Aspen Regeneration in Conifer Stands
Following harvest, the Douglas-fir and some Engelmann spruce stands in
the Arkansas Hills area (East Salida District—Kaufman Ridge, Herring and
Bald Mountain) regenerated primarily to aspen (appendix 2). This was found
quite unexpectedly in the Herring Timber Sale area when units planted to
conifers began sprouting aspen. However, in the original planning this was not
apparent. There was an existing aspen root system or remnant aspen scattered
throughout these conifer sites that consisted mainly of Douglas-fir in the
Kaufman Ridge area. Individual genotypes can cover several hectares and ramet
generations may persist over 150 years (Shepperd 1981). The Herring Creek
area was primarily Douglas-fir with a lodgepole pine component on three sites.
When these conifer stands were harvested, these areas sprouted in aspen.
Regeneration surveys showed mainly aspen regeneration with some conifer
reproduction (appendix 3). The stems/acre varied from 855 to 2,550 mainly on
level ground or northern aspects. This was 4 years after harvest. In the Kaufman
Ridge area, aspen stems/acre ranged from 652 to 1,233 with heights of 1 to 3
feet. In 1998, aspen had grown to 6 feet plus.
According to research in Colorado of eight plant species studied, Berndt and
Gibbons (1958) found quaking aspen roots to have the greatest lateral extent,
up to 48 feet from the tree. Also, several studies of soil water depletion by aspen
imply effective rooting depth to be at least 9 feet on deep well-drained soils
(Johnston 1970; Johnston et al. 1969). The scattered aboveground aspen and
the existing root systems were present for quite some time in the Kaufman Ridge
and Herring areas, and the harvest disturbance caused the aspen to sprout.
It is theorized that during past succession cycles, an aspen stand was
ultimately replaced by Douglas-fir in these areas. If a coniferous seed source is
present, young conifers will soon begin to establish themselves under aspen
(Shepperd 1985). The aspen acts as a nurse for the more tolerant conifers
(usually spruce, subalpine fir, or Douglas-fir, but in some cases ponderosa pine
and lodgepole), resulting in a mixed aspen/conifer stand (Shepperd 1985).

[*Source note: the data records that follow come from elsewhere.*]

//! Transport selection from the environment.
//!
//! | variable        | used by    | default     |
//! |-----------------|------------|-------------|
//! | `MCP_TRANSPORT` | all        | first built |
//! | `MCP_HOST`      | tcp, http  | `127.0.0.1` |
//! | `MCP_PORT`      | tcp, http  | 3000 / 8080 |
//! | `MCP_HTTP_PATH` | http       | `/mcp`      |
//! | `MCP_HTTP_CORS` | http       | `true`      |

use serde::{Deserialize, Serialize};
use tracing::warn;

#[cfg(any(feature = "tcp", feature = "http"))]
const DEFAULT_HOST: &str = "127.0.0.1";

#[cfg(feature = "tcp")]
const DEFAULT_TCP_PORT: u16 = 3000;

#[cfg(feature = "http")]
const DEFAULT_HTTP_PORT: u16 = 8080;

#[cfg(feature = "http")]
const DEFAULT_RPC_PATH: &str = "/mcp";

/// The transport to serve on, with its settings.
#[derive(Debug, Clone, PartialEq, Eq, Serialize, Deserialize)]
#[serde(tag = "type", rename_all = "lowercase")]
pub enum TransportConfig {
    #[cfg(feature = "stdio")]
    Stdio,

    #[cfg(feature = "tcp")]
    Tcp(ListenAddr),

    #[cfg(feature = "http")]
    Http(HttpConfig),
}

/// Address a listening transport binds to.
#[cfg(any(feature = "tcp", feature = "http"))]
#[derive(Debug, Clone, PartialEq, Eq, Serialize, Deserialize)]
pub struct ListenAddr {
    pub host: String,
    pub port: u16,
}

#[cfg(any(feature = "tcp", feature = "http"))]
impl ListenAddr {
    fn from_env(default_port: u16) -> Self {
        let host = std::env::var("MCP_HOST")
            .ok()
            .filter(|h| !h.trim().is_empty())
            .unwrap_or_else(|| DEFAULT_HOST.to_string());

        let port = match std::env::var("MCP_PORT") {
            Ok(raw) => raw.trim().parse().unwrap_or_else(|_| {
                warn!("Ignoring invalid MCP_PORT '{}', using {}", raw, default_port);
                default_port
            }),
            Err(_) => default_port,
        };

        Self { host, port }
    }
}

#[cfg(any(feature = "tcp", feature = "http"))]
impl std::fmt::Display for ListenAddr {
    fn fmt(&self, f: &mut std::fmt::Formatter<'_>) -> std::fmt::Result {
        write!(f, "{}:{}", self.host, self.port)
    }
}

/// HTTP transport settings.
#[cfg(feature = "http")]
#[derive(Debug, Clone, PartialEq, Eq, Serialize, Deserialize)]
pub struct HttpConfig {
    pub listen: ListenAddr,

    /// Route that accepts JSON-RPC posts.
    pub rpc_path: String,

    /// Allow cross-origin requests from browser clients.
    pub enable_cors: bool,
}

#[cfg(feature = "http")]
impl Default for HttpConfig {
    fn default() -> Self {
        Self {
            listen: ListenAddr {
                host: DEFAULT_HOST.to_string(),
                port: DEFAULT_HTTP_PORT,
            },
            rpc_path: DEFAULT_RPC_PATH.to_string(),
            enable_cors: true,
        }
    }
}

#[cfg(feature = "http")]
impl HttpConfig {
    fn from_env() -> Self {
        let mut rpc_path = std::env::var("MCP_HTTP_PATH")
            .ok()
            .filter(|p| !p.trim().is_empty())
            .unwrap_or_else(|| DEFAULT_RPC_PATH.to_string());
        if !rpc_path.starts_with('/') {
            rpc_path.insert(0, '/');
        }

        let enable_cors = std::env::var("MCP_HTTP_CORS")
            .map(|v| !matches!(v.trim().to_ascii_lowercase().as_str(), "false" | "0" | "off"))
            .unwrap_or(true);

        Self {
            listen: ListenAddr::from_env(DEFAULT_HTTP_PORT),
            rpc_path,
            enable_cors,
        }
    }
}

impl Default for TransportConfig {
    /// The first compiled-in transport, in the order stdio, tcp, http.
    fn default() -> Self {
        #[cfg(feature = "stdio")]
        return Self::Stdio;

        #[cfg(all(not(feature = "stdio"), feature = "tcp"))]
        return Self::Tcp(ListenAddr {
            host: DEFAULT_HOST.to_string(),
            port: DEFAULT_TCP_PORT,
        });

        #[cfg(all(not(feature = "stdio"), not(feature = "tcp"), feature = "http"))]
        return Self::Http(HttpConfig::default());
    }
}

impl TransportConfig {
    /// Read `MCP_TRANSPORT` and the settings of the chosen transport.
    ///
    /// A transport that is unknown or not compiled in falls back to the default.
    pub fn from_env() -> Self {
        let requested = std::env::var("MCP_TRANSPORT").unwrap_or_default();

        match requested.trim().to_ascii_lowercase().as_str() {
            "" => Self::default(),
            #[cfg(feature = "stdio")]
            "stdio" => Self::Stdio,
            #[cfg(feature = "tcp")]
            "tcp" => Self::Tcp(ListenAddr::from_env(DEFAULT_TCP_PORT)),
            #[cfg(feature = "http")]
            "http" => Self::Http(HttpConfig::from_env()),
            other => {
                let fallback = Self::default();
                warn!(
                    "Transport '{}' is not available in this build, using {}",
                    other,
                    fallback.description()
                );
                fallback
            }
        }
    }

    /// Human-readable form for logs.
    pub fn description(&self) -> String {
        match self {
            #[cfg(feature = "stdio")]
            Self::Stdio => "stdio".to_string(),
            #[cfg(feature = "tcp")]
            Self::Tcp(addr) => format!("tcp://{}", addr),
            #[cfg(feature = "http")]
            Self::Http(cfg) => format!("http://{}{}", cfg.listen, cfg.rpc_path),
        }
    }
}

Wildland and Prescribed Fire
Possibly in the 1800s, prolonged drought conditions encouraged wildfire
that created sufficient disturbance to conifer stands and as a result aspen
sprouted. Perhaps this succession cycle continued for a long period. Another
possible source of ignition for fires were human caused (i.e., Native Americans
using fire to improve area for big game). Even a mere scattering of aspen in a
coniferous stand commonly will restock the area with a new aspen forest after
a severe wildfire (DeByle and Winokur 1985).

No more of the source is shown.